"Могила Колумба" - читать интересную книгу автора (Монтаньес Мигель Руис)

Глава 15 ПАНАМА

Мои спутники подверглись невероятным опасностям и претерпели лишения. Я умоляю Ваши Высочества уплатить им в дальнейшем причитающееся, поскольку они бедны, и оказать милости каждому сообразно личным достоинствам, ибо уверяю вас, что они, по моему разумению, принесут наилучшие вести из всех, когда-либо доходивших до Испании. Письмо Христофора Колумба Католическим королям. Ямайка, 7 июля 1503 года

Расчет маршрута, которым следовал славный адмирал, его записи в судовом журнале, а также корректировка расстояний, в действительности преодоленных, стали первоочередной задачей охотников за погибшим кораблем.

За исходное значение приняли величины, указанные Тосканелли: по его вычислениям, между побережьем Европы и Азии к востоку дистанция составляла 230 градусов, к западу — 130.

Из чего явствовало, что протяженность Земли, по оценке флорентийского ученого (что подвигло Колумба искать новый западный путь к специям), была меньше истинной.

— Следовало бы соотнести все расчеты, сделанные Колумбом, с реальными координатами с учетом действительных размеров Земли, — сказал Оливер.

— Хочу тебя порадовать: у нас есть размеры земного шара с точностью до миллиметра, по данным новейших спутников, — заявил Рональд.

— Превосходно. Единственная проблема теперь — восстановить единицы измерения, принятые Колумбом, принять эти единицы за основу расчета расстояний, подставить в систему указанные им значения и сделать перерасчет с учетом современной градусной сетки. Чем точнее мы это проделаем, тем больше вероятность найти корабль.

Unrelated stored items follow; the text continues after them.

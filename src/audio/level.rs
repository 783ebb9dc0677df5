//! Smoothed loudness estimate of the captured signal

use std::sync::atomic::{AtomicU64, Ordering};

/// One smoothing step: `level += (|sample| - level) * alpha`
pub fn smooth(level: f64, sample: i16, alpha: f64) -> f64 {
    level + (f64::from(sample).abs() - level) * alpha
}

/// Exponentially averaged absolute sample magnitude.
///
/// Written by the capture thread only; any thread may read it. Diagnostic,
/// the decode path never consults it.
#[derive(Debug)]
pub struct LevelMonitor {
    alpha: f64,
    bits: AtomicU64,
}

impl LevelMonitor {
    pub fn new(alpha: f64) -> Self {
        Self {
            alpha,
            bits: AtomicU64::new(0f64.to_bits()),
        }
    }

    /// Fold a captured segment into the estimate
    pub fn update(&self, samples: &[i16]) {
        let level = samples
            .iter()
            .fold(self.level(), |level, &s| smooth(level, s, self.alpha));
        self.bits.store(level.to_bits(), Ordering::Relaxed);
    }

    pub fn level(&self) -> f64 {
        f64::from_bits(self.bits.load(Ordering::Relaxed))
    }
}

#[cfg(test)]
mod tests {
    use super::*;

    #[test]
    fn test_starts_at_zero() {
        assert_eq!(LevelMonitor::new(0.0001).level(), 0.0);
    }

    #[test]
    fn test_converges_towards_magnitude() {
        let monitor = LevelMonitor::new(0.01);
        let segment: Vec<i16> = (0..160).map(|i| if i % 2 == 0 { 1000 } else { -1000 }).collect();
        for _ in 0..100 {
            monitor.update(&segment);
        }
        assert!((monitor.level() - 1000.0).abs() < 1.0);
    }

    #[test]
    fn test_single_step() {
        assert_eq!(smooth(0.0, -100, 0.5), 50.0);
        assert_eq!(smooth(50.0, 50, 0.5), 50.0);
        assert_eq!(smooth(0.0, i16::MIN, 1.0), 32768.0);
    }
}
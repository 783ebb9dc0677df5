//! Configuration structures for the server and the capture tool

use serde::{Deserialize, Serialize};
use std::path::{Path, PathBuf};

use crate::error::ConfigError;

/// Root configuration structure
#[derive(Debug, Clone, Default, Serialize, Deserialize)]
#[serde(default)]
pub struct Config {
    pub server: ServerConfig,
    pub decoder: DecoderConfig,
    pub capture: CaptureConfig,
    pub assembler: AssemblerConfig,
}

impl Config {
    /// Load configuration from a TOML file
    pub fn from_file(path: &Path) -> Result<Self, ConfigError> {
        let content = std::fs::read_to_string(path)
            .map_err(|_| ConfigError::FileNotFound(path.display().to_string()))?;

        let config: Config =
            toml::from_str(&content).map_err(|e| ConfigError::Parse(e.to_string()))?;
        config.validate()?;
        Ok(config)
    }

    /// Reject values the server or the capture loop cannot run with
    pub fn validate(&self) -> Result<(), ConfigError> {
        if self.server.max_frame < 4 {
            return Err(invalid("server.max_frame", self.server.max_frame));
        }
        if self.server.workers == 0 {
            return Err(invalid("server.workers", self.server.workers));
        }
        if self.decoder.threads == 0 {
            return Err(invalid("decoder.threads", self.decoder.threads));
        }
        if self.capture.sample_rate == 0 {
            return Err(invalid("capture.sample_rate", self.capture.sample_rate));
        }
        if self.capture.segment_samples == 0 {
            return Err(invalid("capture.segment_samples", self.capture.segment_samples));
        }
        if self.capture.ring_segments == 0 {
            return Err(invalid("capture.ring_segments", self.capture.ring_segments));
        }
        if !(self.capture.level_alpha > 0.0 && self.capture.level_alpha <= 1.0) {
            return Err(invalid("capture.level_alpha", self.capture.level_alpha));
        }
        if self.assembler.window_secs == 0 {
            return Err(invalid("assembler.window_secs", self.assembler.window_secs));
        }
        Ok(())
    }
}

fn invalid(field: &str, value: impl ToString) -> ConfigError {
    ConfigError::InvalidValue {
        field: field.to_string(),
        value: value.to_string(),
    }
}

/// Network server configuration
#[derive(Debug, Clone, Serialize, Deserialize)]
#[serde(default)]
pub struct ServerConfig {
    /// Address the listener binds to
    pub bind_address: String,
    /// Largest accepted request payload, also the response buffer size (bytes)
    pub max_frame: usize,
    /// Number of sessions served concurrently
    pub workers: usize,
}

impl Default for ServerConfig {
    fn default() -> Self {
        Self {
            bind_address: "0.0.0.0".to_string(),
            max_frame: crate::protocol::DEFAULT_MAX_FRAME,
            workers: 4,
        }
    }
}

/// Decoding engine configuration
#[derive(Debug, Clone, Serialize, Deserialize)]
#[serde(default)]
pub struct DecoderConfig {
    /// Language for transcription
    pub language: String,
    /// Number of threads for inference
    pub threads: u32,
    /// Enable translation to English
    pub translate: bool,
    /// Decode partial hypotheses while an utterance is open
    pub partial_results: bool,
    /// Minimum buffered samples before a partial hypothesis is decoded
    pub partial_min_samples: usize,
}

impl Default for DecoderConfig {
    fn default() -> Self {
        Self {
            language: "en".to_string(),
            threads: 4,
            translate: false,
            partial_results: true,
            partial_min_samples: 8000,
        }
    }
}

/// Audio capture configuration
#[derive(Debug, Clone, Serialize, Deserialize)]
#[serde(default)]
pub struct CaptureConfig {
    /// Capture sample rate (Hz)
    pub sample_rate: u32,
    /// Samples per ring buffer segment (160 = 10 ms at 16 kHz)
    pub segment_samples: usize,
    /// Number of segments held by the ring buffer
    pub ring_segments: usize,
    /// Smoothing factor of the level estimate
    pub level_alpha: f64,
    /// Audio device name (None = default device)
    pub device: Option<String>,
    /// Read audio from a WAV file instead of a device
    pub wav_input: Option<PathBuf>,
}

impl Default for CaptureConfig {
    fn default() -> Self {
        Self {
            sample_rate: 16000,
            segment_samples: 160,
            ring_segments: 100_000,
            level_alpha: 0.0001,
            device: None,
            wav_input: None,
        }
    }
}

/// Batch utterance assembler configuration
#[derive(Debug, Clone, Serialize, Deserialize)]
#[serde(default)]
pub struct AssemblerConfig {
    /// Length of each decoded window (seconds)
    pub window_secs: u32,
    /// Model files loaded into the decoder's working set
    pub models: Vec<PathBuf>,
}

impl Default for AssemblerConfig {
    fn default() -> Self {
        Self {
            window_secs: 10,
            models: Vec::new(),
        }
    }
}
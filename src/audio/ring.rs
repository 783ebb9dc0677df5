//! Segment ring buffer shared by one capture thread and one reader.
//!
//! The producer publishes whole segments at `written % capacity` and bumps
//! `written`. A reader keeps its own counter and only copies slots strictly
//! behind `written`, so `read <= written` always holds. When a reader falls
//! more than `capacity` segments behind, the overwritten segments are
//! skipped and counted as lost.

use parking_lot::{Condvar, Mutex};
use tracing::warn;

struct RingState {
    samples: Vec<i16>,
    written: u64,
    stopped: bool,
}

/// Fixed-capacity array of fixed-size audio segments
pub struct SegmentRing {
    state: Mutex<RingState>,
    published: Condvar,
    segment_samples: usize,
    capacity: usize,
}

impl SegmentRing {
    /// Allocate `capacity` segments of `segment_samples` samples each
    pub fn new(segment_samples: usize, capacity: usize) -> Self {
        assert!(segment_samples > 0 && capacity > 0, "ring dimensions must be positive");

        Self {
            state: Mutex::new(RingState {
                samples: vec![0; segment_samples * capacity],
                written: 0,
                stopped: false,
            }),
            published: Condvar::new(),
            segment_samples,
            capacity,
        }
    }

    pub fn segment_samples(&self) -> usize {
        self.segment_samples
    }

    pub fn capacity(&self) -> usize {
        self.capacity
    }

    /// Number of segments published so far
    pub fn written(&self) -> u64 {
        self.state.lock().written
    }

    /// Copy `segment` into the next slot and make it visible to readers.
    /// Returns the new write count.
    pub fn publish(&self, segment: &[i16]) -> u64 {
        debug_assert_eq!(segment.len(), self.segment_samples);

        let mut state = self.state.lock();
        let start = self.slot_offset(state.written);
        state.samples[start..start + self.segment_samples].copy_from_slice(segment);
        state.written += 1;
        let written = state.written;
        drop(state);

        self.published.notify_all();
        written
    }

    /// Copy of segment `index` if it has been written and not yet overwritten
    pub fn segment(&self, index: u64) -> Option<Vec<i16>> {
        let state = self.state.lock();
        if index >= state.written || index < oldest_valid(state.written, self.capacity) {
            return None;
        }
        let start = self.slot_offset(index);
        Some(state.samples[start..start + self.segment_samples].to_vec())
    }

    /// Raise the stop signal and wake every waiting reader
    pub fn stop(&self) {
        self.state.lock().stopped = true;
        self.published.notify_all();
    }

    pub fn is_stopped(&self) -> bool {
        self.state.lock().stopped
    }

    /// Reader starting at segment 0
    pub fn reader(&self) -> RingReader<'_> {
        RingReader {
            ring: self,
            next: 0,
            lost: 0,
        }
    }

    fn slot_offset(&self, index: u64) -> usize {
        (index % self.capacity as u64) as usize * self.segment_samples
    }
}

fn oldest_valid(written: u64, capacity: usize) -> u64 {
    written.saturating_sub(capacity as u64)
}

/// The single consumer of a [`SegmentRing`]
pub struct RingReader<'a> {
    ring: &'a SegmentRing,
    next: u64,
    lost: u64,
}

impl RingReader<'_> {
    /// Block until a segment is available and copy it into `out`.
    ///
    /// Returns the segment's index, or `None` once the ring is stopped and
    /// every published segment has been read.
    pub fn read_into(&mut self, out: &mut [i16]) -> Option<u64> {
        debug_assert_eq!(out.len(), self.ring.segment_samples);

        let mut state = self.ring.state.lock();
        loop {
            if state.written > self.next {
                let oldest = oldest_valid(state.written, self.ring.capacity);
                if self.next < oldest {
                    let skipped = oldest - self.next;
                    warn!(
                        "Reader fell {} segments behind capture, {} segments lost",
                        state.written - self.next,
                        skipped
                    );
                    self.lost += skipped;
                    self.next = oldest;
                }

                let index = self.next;
                let start = self.ring.slot_offset(index);
                out.copy_from_slice(&state.samples[start..start + self.ring.segment_samples]);
                self.next += 1;
                return Some(index);
            }

            if state.stopped {
                return None;
            }
            self.ring.published.wait(&mut state);
        }
    }

    /// Index of the next segment this reader will return
    pub fn position(&self) -> u64 {
        self.next
    }

    /// Segments overwritten before this reader got to them
    pub fn lost(&self) -> u64 {
        self.lost
    }
}

#[cfg(test)]
mod tests {
    use super::*;

    fn segment(value: i16) -> Vec<i16> {
        vec![value; 4]
    }

    #[test]
    fn test_read_in_publish_order() {
        let ring = SegmentRing::new(4, 8);
        for v in 0..3 {
            ring.publish(&segment(v));
        }
        ring.stop();

        let mut reader = ring.reader();
        let mut out = vec![0; 4];
        for v in 0..3 {
            assert_eq!(reader.read_into(&mut out), Some(v as u64));
            assert_eq!(out, segment(v));
        }
        assert_eq!(reader.read_into(&mut out), None);
        assert_eq!(reader.lost(), 0);
    }

    #[test]
    fn test_oldest_segment_overwritten_after_capacity_plus_one() {
        let capacity = 5;
        let ring = SegmentRing::new(4, capacity);
        for v in 0..=capacity as i16 {
            ring.publish(&segment(v));
        }

        assert_eq!(ring.written(), capacity as u64 + 1);
        assert!(ring.segment(0).is_none());
        assert_eq!(ring.segment(1), Some(segment(1)));
        assert_eq!(ring.segment(capacity as u64), Some(segment(capacity as i16)));
    }

    #[test]
    fn test_lagging_reader_skips_and_counts_loss() {
        let ring = SegmentRing::new(4, 3);
        for v in 0..7 {
            ring.publish(&segment(v));
        }

        let mut reader = ring.reader();
        let mut out = vec![0; 4];
        assert_eq!(reader.read_into(&mut out), Some(4));
        assert_eq!(out, segment(4));
        assert_eq!(reader.lost(), 4);
        assert!(reader.position() <= ring.written());
    }

    #[test]
    fn test_stop_wakes_waiting_reader() {
        let ring = SegmentRing::new(4, 3);
        std::thread::scope(|scope| {
            let handle = scope.spawn(|| {
                let mut reader = ring.reader();
                let mut out = vec![0; 4];
                reader.read_into(&mut out)
            });
            std::thread::sleep(std::time::Duration::from_millis(20));
            ring.stop();
            assert_eq!(handle.join().unwrap(), None);
        });
    }

    #[test]
    fn test_unwritten_segment_not_available() {
        let ring = SegmentRing::new(4, 3);
        assert!(ring.segment(0).is_none());
        ring.publish(&segment(1));
        assert!(ring.segment(1).is_none());
    }
}
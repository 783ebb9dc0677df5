mod common;

use std::net::TcpStream;
use std::thread;
use std::time::Duration;

use asr_relay::protocol::{pcm16_bytes, read_response, Request};
use asr_relay::{DecoderError, Server, ServerConfig};
use common::{tone, FakeDecoder};

fn local_config(workers: usize) -> ServerConfig {
    ServerConfig {
        bind_address: "127.0.0.1".to_string(),
        workers,
        ..ServerConfig::default()
    }
}

#[test]
fn test_client_round_trip_over_tcp() {
    let server = Server::bind(&local_config(1), 0).unwrap();
    let addr = server.local_addr().unwrap();

    thread::spawn(move || {
        let _ = server.serve(|| Ok(FakeDecoder::with_grammars(&["g1.lm", "g2.lm"])));
    });

    // Each connection gets a fresh decoder, so the second client starts
    // from the initial grammar again
    for _ in 0..2 {
        let mut stream = TcpStream::connect(addr).unwrap();
        stream
            .set_read_timeout(Some(Duration::from_secs(5)))
            .unwrap();

        std::io::Write::write_all(&mut stream, &Request::Finish.encode().unwrap()).unwrap();
        assert!(read_response(&mut stream).unwrap().is_empty());

        let mut frames = Request::Data(pcm16_bytes(&tone(160))).encode().unwrap();
        frames.extend(Request::Finish.encode().unwrap());
        std::io::Write::write_all(&mut stream, &frames).unwrap();

        assert!(read_response(&mut stream).unwrap().is_empty());
        let reply = read_response(&mut stream).unwrap();
        let hyp = reply.hypothesis.expect("final hypothesis");
        assert_eq!(hyp.text, "lm:g1.lm heard 160 samples");
        assert!((0..=1000).contains(&hyp.confidence));

        std::io::Write::write_all(&mut stream, &Request::Grammar("g2.lm".into()).encode().unwrap())
            .unwrap();
        assert!(read_response(&mut stream).unwrap().is_empty());
    }
}

#[test]
fn test_decoder_failure_aborts_startup() {
    let server = Server::bind(&local_config(2), 0).unwrap();
    let result = server.serve(|| -> Result<FakeDecoder, DecoderError> {
        Err(DecoderError::EmptyWorkingSet)
    });
    assert!(result.is_err());
}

Оливер стал вспоминать все, что знал поданному разделу истории открытий, извлекая из памяти нужные факты. Его преподавательская подготовка пришлась как нельзя кстати. И все же он владел темой недостаточно, чтобы решать столь сложные задачи.

Но он может напрямую связаться через океан с одним из крупнейших экспертов по истории открытия Америки. Он прикинул разницу часовых поясов; дядя Томас, должно быть, встает с постели, в Мадриде сейчас рассвет.

— Здравствуй, Томас, — не без волнения произнес Оливер в трубку. — Это Андрес. Я звоню из Панамы. Хочу уточнить кое-что насчет Тосканелли и Колумба. Ты как, в состоянии разговаривать?

И Оливер поведал о последних событиях, не забыв упомянуть о специальном примечании Тосканелли для Колумба, где говорится о протяженности земного шара.

Дядя с ходу пустился в объяснения: — Хотя и считается, будто Колумб доказал, что Земля круглая, тем не менее об этом знали и раньше…

— Ради Бога, Томас, ближе к сути! — взмолился племянник.

— Да, прошу прощения! Итак…

Томас Оливер рассказал, что Колумб не соглашался с предложенными Тосканелли расстояниями, более того, имел собственные географические представления.

— Он придерживался теории, которая нашла отражение в составленной им карте, что море-океан отделяет Иберийский полуостров от Катая и области Сиамба с большим островом Сипангу, или Японией, посередине. Но он ни разу не обращался к градусным расстояниям, вычисленным Тосканелли, у него они всегда получались меньше, чем у флорентийца.

— Известно, насколько меньше?

— На четверть, то есть минус двадцать пять процентов. По Тосканелли, лига составляла три мили, по оценке Колумба, лига соответствовала четырем милям.[41]

— Ты наш ангел-хранитель! — воскликнул Оливер-младший. — Теперь мы сможем внести нужные нам поправки!

— Мне очень жаль огорчать тебя, — остановил его Томас, — но это вам не поможет. Все не так просто. — Оливер замер, слушая дядю. Тот продолжал: — Давай я поясню подробно, чтобы ты лучше ориентировался. За долгие годы плаваний адмирал накопил большой опыт и собрал множество сведений, которые легли в основу его проекта поиска нового пути в Индии. Опираясь на результаты своих наблюдений и другие источники информации, он разработал теорию о протяженности Земли. Особенно его заинтересовали воззрения арабских ученых, полагавших, что миля соответствует величине, чуть меньшей двух тысяч метров. Однако в ту эпоху итальянская миля была эквивалентна одной тысяче пятистам метрам. Таким образом, если мы примем в расчет арабскую милю, то длина экватора составит где-то сорок тысяч километров, что приблизительно соответствует реальной величине. Тогда как у Колумба, с его «колумбианскими» мерами длины, протяженность экватора достигала тридцати тысяч километров, то есть на двадцать пять процентов меньше, чем у арабских ученых.[42]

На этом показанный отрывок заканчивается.